_EXERCISE GOAL_
The required answer is each line in the entries below where "TokenId" occurs.

╭──

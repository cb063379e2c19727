//! # wsd-core: Desambiguação de Sentido de Palavras (WSD)
//!
//! Este crate implementa o estágio de desambiguação de um pipeline de
//! compreensão de linguagem para comandos falados a um robô doméstico. Cada
//! substantivo comum de uma sentença recebe um rótulo de sentido ("table" →
//! `Table (furniture)` ou `Table (information)`), escolhido por um
//! classificador estatístico a partir do contexto léxico em volta.
//!
//! ## Arquitetura do Sistema
//!
//! O dado flui em uma única direção:
//!
//! 1.  **Entrada**: grafo de tokens já marcados ([`graph`], [`token`]).
//! 2.  **Ordem** ([`graph::resolve_order`]): reconstrói a sequência seguindo os arcos `NEXT`.
//! 3.  **Filtro** ([`gate`]): ignora verbos, adjetivos e entidades nomeadas.
//! 4.  **Contexto** ([`context`]): janela de 3 palavras de cada lado, pulando stopwords ([`lexicon`]), e substantivo/verbo mais próximos.
//! 5.  **Vetor** ([`features`]): layout fixo de 19 atributos ([`schema`]).
//! 6.  **Classificação** ([`classifier`]): Naive Bayes ([`naive_bayes`]) após o pré-processamento ([`filter`]).
//! 7.  **Saída** ([`results`]): atributos `wsd` e `wsd-top-x` por token.
//!
//! ## Exemplo de Uso
//!
//! ```rust
//! use std::sync::Arc;
//! use wsd_core::{ClassifierService, Disambiguator, Token, TokenId};
//!
//! // 1. Carrega o modelo de cozinha embutido
//! let classifier = ClassifierService::bundled().unwrap();
//! let wsd = Disambiguator::new(Arc::new(classifier)).with_store_top_x(2);
//!
//! // 2. Sentença já marcada (superfície, lema, POS, NER)
//! let tokens = vec![
//!     Token::new(0, "open", "open", "VB", "O"),
//!     Token::new(1, "the", "the", "DT", "O"),
//!     Token::new(2, "fridge", "fridge", "NN", "O"),
//! ];
//!
//! // 3. Desambigua
//! let results = wsd.disambiguate_tokens(&tokens).unwrap();
//! assert_eq!(results.sense(TokenId(2)), Some("Refrigerator"));
//! ```
//!
//! ## Módulos Principais
//!
//! - [`pipeline`]: orquestrador que conecta todos os estágios.
//! - [`config`]: leitura da configuração e montagem do estágio.
//! - [`evaluation`]: acurácia sobre um corpus anotado.
//! - [`corpus`]: comandos de cozinha marcados, usados em testes e na demo.

pub mod classifier;
pub mod config;
pub mod context;
pub mod corpus;
pub mod error;
pub mod evaluation;
pub mod features;
pub mod filter;
pub mod gate;
pub mod graph;
pub mod lexicon;
pub mod naive_bayes;
pub mod pipeline;
pub mod results;
pub mod schema;
pub mod token;

pub use classifier::{Classification, ClassifierService, RankedSense, SenseClassifier};
pub use config::WsdConfig;
pub use context::NeighborFilterPolicy;
pub use error::{Result, WsdError};
pub use graph::{ParseGraph, UtteranceGraph};
pub use pipeline::{Disambiguator, PipelineEvent};
pub use results::{AnnotatedToken, DisambiguationResults};
pub use token::{Token, TokenId};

╰──

_ANSWER BELOW_
//! use wsd_core::{ClassifierService, Disambiguator, Token, TokenId};
//! assert_eq!(results.sense(TokenId(2)), Some("Refrigerator"));
pub use token::{Token, TokenId};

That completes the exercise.